What my mother didn’t yet know about being gay in the South was that you never ran out of material, that being secretly gay your whole life, averting your eyes every time you saw a handsome man, praying on your knees every time a sexual thought entered your mind or every time you’d acted even remotely feminine- this gave you an embarrassment of sins for which you constantly felt the need to apologize, repent, beg forgiveness.
Garrard Conely grew up the son of an aspiring Baptist preacher in Arkansas which is probably the worst case scenario for someone who is grappling with their sexuality. He had a girlfriend, whose brother was also in the closet, but it was more for appearance sake and they broke up before Garrard went off to college.
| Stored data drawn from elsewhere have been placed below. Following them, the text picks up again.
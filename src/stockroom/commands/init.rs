use crate::commands::{CmdMessage, CmdResult, StockroomPaths};
use crate::config::StockroomConfig;
use crate::error::Result;
use crate::model::Catalog;
use crate::store::fs_backend::FsBackend;
use crate::store::StorageBackend;
use std::fs;

/// Creates the data directory and an empty catalog file if none exists yet.
pub fn run(paths: &StockroomPaths) -> Result<CmdResult> {
    fs::create_dir_all(paths.data_dir())?;
    let config = StockroomConfig::load(paths.data_dir())?;
    let data_file = paths.data_file(&config);

    let mut result = CmdResult::default();
    if data_file.exists() {
        result.add_message(CmdMessage::info(format!(
            "Catalog already present at {}",
            data_file.display()
        )));
        return Ok(result);
    }

    FsBackend::new(&data_file)
        .with_atomic_writes(config.atomic_writes)
        .save_catalog(&Catalog::new())?;
    result.add_message(CmdMessage::success(format!(
        "Initialized stockroom at {}",
        data_file.display()
    )));
    Ok(result)
}

#[cfg(test)]
mod tests {
    use super::*;

    #[test]
    fn creates_empty_catalog_once() {
        let dir = tempfile::tempdir().unwrap();
        let paths = StockroomPaths::new(dir.path().join("data"));

        run(&paths).unwrap();
        let file = paths.data_dir().join("inventory_data.json");
        assert_eq!(fs::read_to_string(&file).unwrap(), "{}");

        fs::write(&file, r#"{"Widget":{"stock_count":1}}"#).unwrap();
        let again = run(&paths).unwrap();
        assert!(again.messages[0].content.starts_with("Catalog already present"));
        assert!(fs::read_to_string(&file).unwrap().contains("Widget"));
    }
}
It was in college that Garrard is outted by a friend to his parents. Since Garrard’s father is going through the process of being ordained it is not great timing for their only son to be gay so he gets sent to Love in Action. LIA is a 12 step program, modeled after Alcoholics Anonymous, aimed at fixing gay people. Garrad prefaces his story with a disclaimer that these events took place over a decade ago and LIA prohibited journaling, photos or recordings of any kind so he is just going off of his and his mother’s memories as well as his ex-gay handbook.
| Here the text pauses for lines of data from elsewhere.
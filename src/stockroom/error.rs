use thiserror::Error;

#[derive(Error, Debug)]
pub enum StockroomError {
    #[error("IO error: {0}")]
    Io(#[from] std::io::Error),

    #[error("Serialization error: {0}")]
    Serialization(#[from] serde_json::Error),

    #[error("CSV error: {0}")]
    Csv(#[from] csv::Error),

    #[error("Invalid stock value: '{0}' is not a whole number")]
    InvalidStock(String),

    #[error("Stock overflow: '{name}' has {current}, adding {delta} is out of range")]
    StockOverflow {
        name: String,
        current: i64,
        delta: i64,
    },

    #[error("Config error: {0}")]
    Config(String),

    #[error("Store error: {0}")]
    Store(String),

    #[error("Api Error: {0}")]
    Api(String),
}

pub type Result<T> = std::result::Result<T, StockroomError>;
The pacing is thrown off by flashing back to Garrard’s childhood and adolescence with his time in LIA’s outpatient program. I thought this was a strange take on what could easily have been a linear story but then I realized why he was padding his story because he was only at LIA for eight days. The book summary used the phrase “harrowing and brutal journey” but the people at LIA weren’t even that awful. Sure, they are absolutely wrong about being able to (or even needing to) “fix homosexuality” but they mostly went about it with talk therapy and personal inventory activities.
Now, I would never pretend to know what going to therapy to change a fundamental part of my identity in order to please my parents whose religion prohibits my sexuality is like. But eight days? I hope Conely’s story helps teenagers who are struggling with their sexuality and if my situation was more similar perhaps I’d feel differently but overall I just wasn’t hooked.